Formal public hearings on Seacor Power capsizing adjourned

Coast Guard hearings final day.PNG
Posted at 8:05 AM, Aug 13, 2021
and last updated 2021-08-13 17:09:38-04

Formal public hearings into the capsizing of the liftboat Seacor Power have been adjourned.

Over the first week, testimonies were heard from two survivors of the capsizing, witnesses to the capsizing, and Coast Guard personnel who were on duty the day of the incident.

On Friday testimony was heard from Jaideep Sirkar USCG Headquarters Naval Architecture Division Chief and David Hodapp Chevron Technical Center Naval Architect.

In total, the board heard from 31 witnesses and identified 230 pieces of evidence as exhibits of public record regarding the investigation.

The daily hearings began at 8:00 am at the Courtyard Marriot Hotel in Houma and continued until August 13.

“Today marks the conclusion of this public hearing, but it does not mark the end of our work as a Marine Board of Investigation,” said Marine Board of Investigation Chairwoman Capt. Tracy Phillips, U.S. Coast Guard. “We will continue to collect and review any evidence that may be submitted in the future. We will also begin our transition to the analysis phase of this investigation, and then later start compiling our report.
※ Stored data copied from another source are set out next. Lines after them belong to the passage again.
/// Content Service Library
///
/// Content interaction and feed engine for the BlockTube creator platform:
/// likes, comments, views and purchases whose counters stay consistent under
/// concurrent requests, plus the paginated feed and search queries behind
/// every listing page.
///
/// # Modules
///
/// - `handlers`: HTTP request handlers and route registration
/// - `models`: Content items, comments, purchases, feed projections
/// - `services`: Business logic layer
/// - `db`: Storage contracts with PostgreSQL and in-memory implementations
/// - `middleware`: Bearer-token identity and request metrics
/// - `error`: Error types and handling
/// - `config`: Configuration management
/// - `metrics`: Prometheus collectors
pub mod config;
pub mod db;
pub mod error;
pub mod handlers;
pub mod metrics;
pub mod middleware;
pub mod models;
pub mod services;

pub use config::Config;
pub use error::{AppError, Result};
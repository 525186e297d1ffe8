/// Creator dashboard - content stats and earnings
use super::earnings::{self, ContentEarnings, EarningsSummary, EarningsWindows};
use crate::db::{ContentStore, PurchaseLedger};
use crate::error::Result;
use crate::models::{OwnerContentStats, Purchase, PurchaseStatus};
use chrono::{DateTime, Utc};
use serde::Serialize;
use std::collections::BTreeSet;
use std::sync::Arc;
use uuid::Uuid;

const RECENT_SALES_LIMIT: usize = 10;

#[derive(Debug, Clone, PartialEq, Serialize)]
#[serde(rename_all = "camelCase")]
pub struct DashboardStats {
    #[serde(flatten)]
    pub content: OwnerContentStats,
    pub total_earnings: f64,
    pub total_sales: i64,
}

#[derive(Debug, Clone, PartialEq, Serialize)]
#[serde(rename_all = "camelCase")]
pub struct EarningsReport {
    #[serde(flatten)]
    pub summary: EarningsSummary,
    pub by_content: Vec<ContentEarnings>,
    pub recent_sales: Vec<Purchase>,
}

pub struct DashboardService {
    store: Arc<dyn ContentStore>,
    ledger: Arc<dyn PurchaseLedger>,
}

impl DashboardService {
    pub fn new(store: Arc<dyn ContentStore>, ledger: Arc<dyn PurchaseLedger>) -> Self {
        Self { store, ledger }
    }

    pub async fn stats(&self, owner_id: &str) -> Result<DashboardStats> {
        let content = self.store.owner_stats(owner_id).await?;
        let sales = self.ledger.list_by_creator(owner_id).await?;

        let (total_earnings, total_sales) = sales
            .iter()
            .filter(|p| p.status == PurchaseStatus::Completed)
            .fold((0.0, 0), |(amount, count), p| (amount + p.amount, count + 1));

        Ok(DashboardStats {
            content,
            total_earnings,
            total_sales,
        })
    }

    pub async fn earnings(&self, creator_id: &str, now: DateTime<Utc>) -> Result<EarningsReport> {
        let windows = EarningsWindows::at(now)?;
        let sales = self.ledger.list_by_creator(creator_id).await?;

        let ids: Vec<Uuid> = sales
            .iter()
            .map(|p| p.content_id)
            .collect::<BTreeSet<_>>()
            .into_iter()
            .collect();
        let contents = self.store.get_summaries(&ids).await?;

        let summary = earnings::summarize(&sales, &windows);
        let by_content = earnings::breakdown(&sales, &contents);
        let recent_sales = sales
            .into_iter()
            .filter(|p| p.status == PurchaseStatus::Completed)
            .take(RECENT_SALES_LIMIT)
            .collect();

        tracing::debug!(
            creator_id,
            lifetime = summary.lifetime.amount,
            "earnings computed"
        );

        Ok(EarningsReport {
            summary,
            by_content,
            recent_sales,
        })
    }
}

#[cfg(test)]
mod tests {
    use super::*;
    use crate::db::MemoryStore;
    use crate::models::{ContentDraft, ContentType, CreatorInfo, SubscriptionTier};

    fn draft(title: &str, content_type: ContentType, price: f64) -> ContentDraft {
        ContentDraft {
            title: title.to_string(),
            description: String::new(),
            content_type,
            content_url: "https://cdn.example.com/x".to_string(),
            thumbnail_url: None,
            creator: CreatorInfo {
                name: "Heidi".to_string(),
                ..CreatorInfo::default()
            },
            subscription_tier: SubscriptionTier::Premium,
            price,
            categories: vec![],
            is_published: true,
        }
    }

    #[tokio::test]
    async fn test_stats_and_breakdown_drop_deleted_content() {
        let store = Arc::new(MemoryStore::new());
        let service = DashboardService::new(store.clone(), store.clone());

        let kept = store
            .create_content("heidi", draft("kept", ContentType::Video, 4.0))
            .await
            .unwrap();
        let removed = store
            .create_content("heidi", draft("removed", ContentType::Article, 1.0))
            .await
            .unwrap();

        for (buyer, content, tx) in [
            ("a", &kept, "0x1"),
            ("b", &kept, "0x2"),
            ("a", &removed, "0x3"),
        ] {
            store
                .record(crate::models::NewPurchase {
                    user_id: buyer.to_string(),
                    content_id: content.id,
                    creator_id: "heidi".to_string(),
                    transaction_hash: tx.to_string(),
                    amount: content.price,
                    status: PurchaseStatus::Completed,
                })
                .await
                .unwrap();
        }
        store.delete_by_id(removed.id, "heidi").await.unwrap();

        let stats = service.stats("heidi").await.unwrap();
        assert_eq!(stats.content.total_content, 1);
        assert_eq!(stats.content.by_type.get("video"), Some(&1));
        assert_eq!(stats.total_sales, 3);
        assert_eq!(stats.total_earnings, 9.0);

        let report = service.earnings("heidi", Utc::now()).await.unwrap();
        assert_eq!(report.summary.lifetime.amount, 9.0);
        assert_eq!(report.by_content.len(), 1);
        assert_eq!(report.by_content[0].title, "kept");
        assert_eq!(report.by_content[0].sales, 2);
        assert_eq!(report.recent_sales.len(), 3);
    }
}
On behalf of the entire board, I'd like to express our deepest condolences to the friends, shipmates, and families of the mariners who were lost during this accident. Our investigation can’t change the outcome of this tragic event, but our team is determined to examine every aspect of the incident, to push for any needed changes to enhance maritime safety and to prevent similar casualties from occurring in the future.”

During these hearings the Coast Guard considered evidence related to the capsizing of the Seacor Power and the loss of 13 of its 19 crewmembers. Survivors of the incident and representatives of the agencies involved spoke over the course of the sessions. See the schedule.

The board will now compile its findings into a report of investigation, which will be publicly released after the convening authority, the Commandant, evaluates the recommendations and releases a final action memo outlining the Coast Guard's position on the board's recommendations.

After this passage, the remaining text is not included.